モスクワの町を歩いていてうらやましくなるのは、緑が多く残されていること。地下鉄「ウニヴェルシチェート」駅周辺のようなサドーヴォエ環状道路の外側の地域は戦後になって開発されたところです。大通りはプロスペクトと呼ばれる車線の多いものが作られていますが、横断歩道と地下横断道が少ないので、渡るために遠回りして歩かねばならないことが多いです。さらに、春から秋にかけては散水車で水をまいていてもずいぶんほこりっぽい。そういう欠点はあっても、街路樹が植えられていること、公園が意図的に多く設けられているところは、東京より好ましく思えます。私がたんに都市中心部の都会的な風景よりも、緑もある都市郊外のほうが好きなだけでしょうね。

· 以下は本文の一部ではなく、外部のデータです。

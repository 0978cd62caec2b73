//! Crate-internal test suites
//!
//! - `common`: fixtures shared across suites
//! - `mocks`: mockall doubles for the storage seams
//! - `property`: proptest invariants

mod common;
mod mocks;
mod property;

ソビエト時代に社会主義政権が強引に推進できたからこそ、大規模な都市計画が実現できたのかもしれません。都市計画の専門家ではないのでくわしい比較や説明はしづらく、あくまでも印象論ではあります。権威主義的な政策を政府や行政に行ってほしいわけではないですし。

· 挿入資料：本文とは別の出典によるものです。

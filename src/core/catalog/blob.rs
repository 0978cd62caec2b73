//! Binary object storage for imported card images.
//!
//! Blobs are keyed by card id and live in a [`BlobTable`]: `Real` holds images
//! that belong to imported batches, `Editor` is scratch space for a card
//! editor and is never touched by the import/removal pipelines.
//!
//! Rendering code does not hold blobs directly; it holds URL handles minted by
//! an [`ObjectUrlFactory`]. Every minted handle pins its bytes until it is
//! revoked, which is why the [`ImageCache`](super::image_cache::ImageCache)
//! revokes on eviction.

use std::collections::HashMap;
use std::path::PathBuf;
use std::sync::Mutex;

use async_trait::async_trait;
use bytes::Bytes;
use chrono::{DateTime, Utc};
use serde::{Deserialize, Serialize};
use tokio::sync::RwLock;
use uuid::Uuid;

use super::error::{CatalogError, Result};

// ============================================================================
// BlobTable / BlobRecord
// ============================================================================

/// Table a blob store is scoped to.
#[derive(Debug, Clone, Copy, PartialEq, Eq, Hash, Serialize, Deserialize)]
#[serde(rename_all = "lowercase")]
pub enum BlobTable {
    /// Images of imported batches.
    Real,
    /// Card-editor scratch images.
    Editor,
}

impl BlobTable {
    pub fn as_str(&self) -> &'static str {
        match self {
            Self::Real => "real",
            Self::Editor => "editor",
        }
    }
}

/// A stored image.
#[derive(Debug, Clone, PartialEq)]
pub struct BlobRecord {
    /// Card id.
    pub key: String,
    pub blob: Bytes,
    pub mime_type: String,
    pub size: u64,
    pub created_at: DateTime<Utc>,
}

impl BlobRecord {
    pub fn new(
        key: impl Into<String>,
        blob: impl Into<Bytes>,
        mime_type: impl Into<String>,
    ) -> Self {
        let blob = blob.into();
        Self {
            key: key.into(),
            size: blob.len() as u64,
            blob,
            mime_type: mime_type.into(),
            created_at: Utc::now(),
        }
    }
}

// ============================================================================
// BlobStore trait
// ============================================================================

/// Async store of image blobs keyed by card id.
#[cfg_attr(test, mockall::automock)]
#[async_trait]
pub trait BlobStore: Send + Sync {
    /// Table this store is scoped to.
    fn table(&self) -> BlobTable;

    /// Fetch a blob. Missing keys yield `Ok(None)`.
    async fn get(&self, key: &str) -> Result<Option<BlobRecord>>;

    /// Insert or replace a blob.
    async fn put(&self, record: BlobRecord) -> Result<()>;

    /// Delete a blob, returning whether it existed.
    async fn delete(&self, key: &str) -> Result<bool>;

    /// Every stored key.
    async fn keys(&self) -> Result<Vec<String>>;
}

// ============================================================================
// MemoryBlobStore
// ============================================================================

/// Process-local blob store.
#[derive(Debug)]
pub struct MemoryBlobStore {
    table: BlobTable,
    blobs: RwLock<HashMap<String, BlobRecord>>,
}

impl MemoryBlobStore {
    pub fn new(table: BlobTable) -> Self {
        Self {
            table,
            blobs: RwLock::new(HashMap::new()),
        }
    }

    /// Store for imported-batch images.
    pub fn real() -> Self {
        Self::new(BlobTable::Real)
    }

    pub async fn len(&self) -> usize {
        self.blobs.read().await.len()
    }

    pub async fn is_empty(&self) -> bool {
        self.blobs.read().await.is_empty()
    }
}

#[async_trait]
impl BlobStore for MemoryBlobStore {
    fn table(&self) -> BlobTable {
        self.table
    }

    async fn get(&self, key: &str) -> Result<Option<BlobRecord>> {
        Ok(self.blobs.read().await.get(key).cloned())
    }

    async fn put(&self, record: BlobRecord) -> Result<()> {
        self.blobs.write().await.insert(record.key.clone(), record);
        Ok(())
    }

    async fn delete(&self, key: &str) -> Result<bool> {
        Ok(self.blobs.write().await.remove(key).is_some())
    }

    async fn keys(&self) -> Result<Vec<String>> {
        let mut keys: Vec<String> = self.blobs.read().await.keys().cloned().collect();
        keys.sort();
        Ok(keys)
    }
}

// ============================================================================
// FileBlobStore
// ============================================================================

/// Sidecar metadata written next to each blob file.
#[derive(Debug, Serialize, Deserialize)]
#[serde(rename_all = "camelCase")]
struct BlobMeta {
    key: String,
    mime_type: String,
    size: u64,
    created_at: DateTime<Utc>,
}

/// File-backed blob store: `<root>/<table>/<hex(key)>.bin` plus a `.meta.json`.
#[derive(Debug, Clone)]
pub struct FileBlobStore {
    table: BlobTable,
    dir: PathBuf,
}

impl FileBlobStore {
    pub async fn open(root: impl Into<PathBuf>, table: BlobTable) -> Result<Self> {
        let dir = root.into().join(table.as_str());
        tokio::fs::create_dir_all(&dir).await?;
        Ok(Self { table, dir })
    }

    fn data_path(&self, key: &str) -> PathBuf {
        self.dir.join(format!("{}.bin", hex::encode(key.as_bytes())))
    }

    fn meta_path(&self, key: &str) -> PathBuf {
        self.dir.join(format!("{}.meta.json", hex::encode(key.as_bytes())))
    }
}

#[async_trait]
impl BlobStore for FileBlobStore {
    fn table(&self) -> BlobTable {
        self.table
    }

    async fn get(&self, key: &str) -> Result<Option<BlobRecord>> {
        let meta_raw = match tokio::fs::read(self.meta_path(key)).await {
            Ok(raw) => raw,
            Err(e) if e.kind() == std::io::ErrorKind::NotFound => return Ok(None),
            Err(e) => return Err(CatalogError::blob(format!("read meta for '{}': {}", key, e))),
        };
        let meta: BlobMeta = serde_json::from_slice(&meta_raw)
            .map_err(|e| CatalogError::corrupted(key, e.to_string()))?;
        let data = tokio::fs::read(self.data_path(key))
            .await
            .map_err(|e| CatalogError::blob(format!("read blob '{}': {}", key, e)))?;

        Ok(Some(BlobRecord {
            key: meta.key,
            blob: Bytes::from(data),
            mime_type: meta.mime_type,
            size: meta.size,
            created_at: meta.created_at,
        }))
    }

    async fn put(&self, record: BlobRecord) -> Result<()> {
        let meta = BlobMeta {
            key: record.key.clone(),
            mime_type: record.mime_type.clone(),
            size: record.size,
            created_at: record.created_at,
        };
        tokio::fs::write(self.data_path(&record.key), &record.blob)
            .await
            .map_err(|e| CatalogError::blob(format!("write blob '{}': {}", record.key, e)))?;
        tokio::fs::write(self.meta_path(&record.key), serde_json::to_vec(&meta)?)
            .await
            .map_err(|e| CatalogError::blob(format!("write meta '{}': {}", record.key, e)))?;
        Ok(())
    }

    async fn delete(&self, key: &str) -> Result<bool> {
        let existed = match tokio::fs::remove_file(self.meta_path(key)).await {
            Ok(()) => true,
            Err(e) if e.kind() == std::io::ErrorKind::NotFound => false,
            Err(e) => return Err(CatalogError::blob(format!("delete '{}': {}", key, e))),
        };
        match tokio::fs::remove_file(self.data_path(key)).await {
            Ok(()) => {}
            Err(e) if e.kind() == std::io::ErrorKind::NotFound => {}
            Err(e) => return Err(CatalogError::blob(format!("delete '{}': {}", key, e))),
        }
        Ok(existed)
    }

    async fn keys(&self) -> Result<Vec<String>> {
        let mut keys = Vec::new();
        let mut entries = tokio::fs::read_dir(&self.dir).await?;
        while let Some(entry) = entries.next_entry().await? {
            let name = entry.file_name();
            let Some(name) = name.to_str() else { continue };
            let Some(stem) = name.strip_suffix(".meta.json") else { continue };
            if let Some(key) = hex::decode(stem).ok().and_then(|b| String::from_utf8(b).ok()) {
                keys.push(key);
            }
        }
        keys.sort();
        Ok(keys)
    }
}

// ============================================================================
// ObjectUrlFactory
// ============================================================================

/// Mints and releases URL handles for blobs.
pub trait ObjectUrlFactory: Send + Sync {
    /// Create a handle that keeps `record`'s bytes reachable.
    fn create_url(&self, record: &BlobRecord) -> String;

    /// Release a handle. Unknown handles are ignored.
    fn revoke_url(&self, url: &str);
}

/// In-process handle registry: `blob:cardpacks/<uuid>` → bytes.
#[derive(Debug, Default)]
pub struct ObjectUrlRegistry {
    live: Mutex<HashMap<String, Bytes>>,
    revoked: Mutex<Vec<String>>,
}

impl ObjectUrlRegistry {
    pub fn new() -> Self {
        Self::default()
    }

    /// Number of handles not yet revoked.
    pub fn live_count(&self) -> usize {
        self.live.lock().map(|l| l.len()).unwrap_or(0)
    }

    pub fn is_live(&self, url: &str) -> bool {
        self.live.lock().map(|l| l.contains_key(url)).unwrap_or(false)
    }

    /// Handles revoked so far, oldest first.
    pub fn revoked(&self) -> Vec<String> {
        self.revoked.lock().map(|r| r.clone()).unwrap_or_default()
    }

    /// Resolve a live handle to its bytes.
    pub fn resolve(&self, url: &str) -> Option<Bytes> {
        self.live.lock().ok()?.get(url).cloned()
    }
}

impl ObjectUrlFactory for ObjectUrlRegistry {
    fn create_url(&self, record: &BlobRecord) -> String {
        let url = format!("blob:cardpacks/{}", Uuid::new_v4());
        if let Ok(mut live) = self.live.lock() {
            live.insert(url.clone(), record.blob.clone());
        }
        url
    }

    fn revoke_url(&self, url: &str) {
        let removed = self
            .live
            .lock()
            .map(|mut live| live.remove(url).is_some())
            .unwrap_or(false);
        if removed {
            if let Ok(mut revoked) = self.revoked.lock() {
                revoked.push(url.to_string());
            }
        }
    }
}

街灯はヨーロッパの都市同様に、ナトリウム灯です。日本の高速道路のようにオレンジ色をしています。カラーフィルムで撮るとまったく印象のことなる写真になります。撮り比べはしていませんが、もっと猥雑な写真になっていたでしょう。オレンジ色の光は好ましいのですが、当時の私はモスクワはモノクロームで撮るほうがぜったいに似合うと強く思っていました。

そして私には冬のほうが町並みももっとも美しく思えます。いろいろと美しくないものを隠してくれるからでしょう。ロシアのひとたちも、冬は嫌いではないのではないかと思うのです。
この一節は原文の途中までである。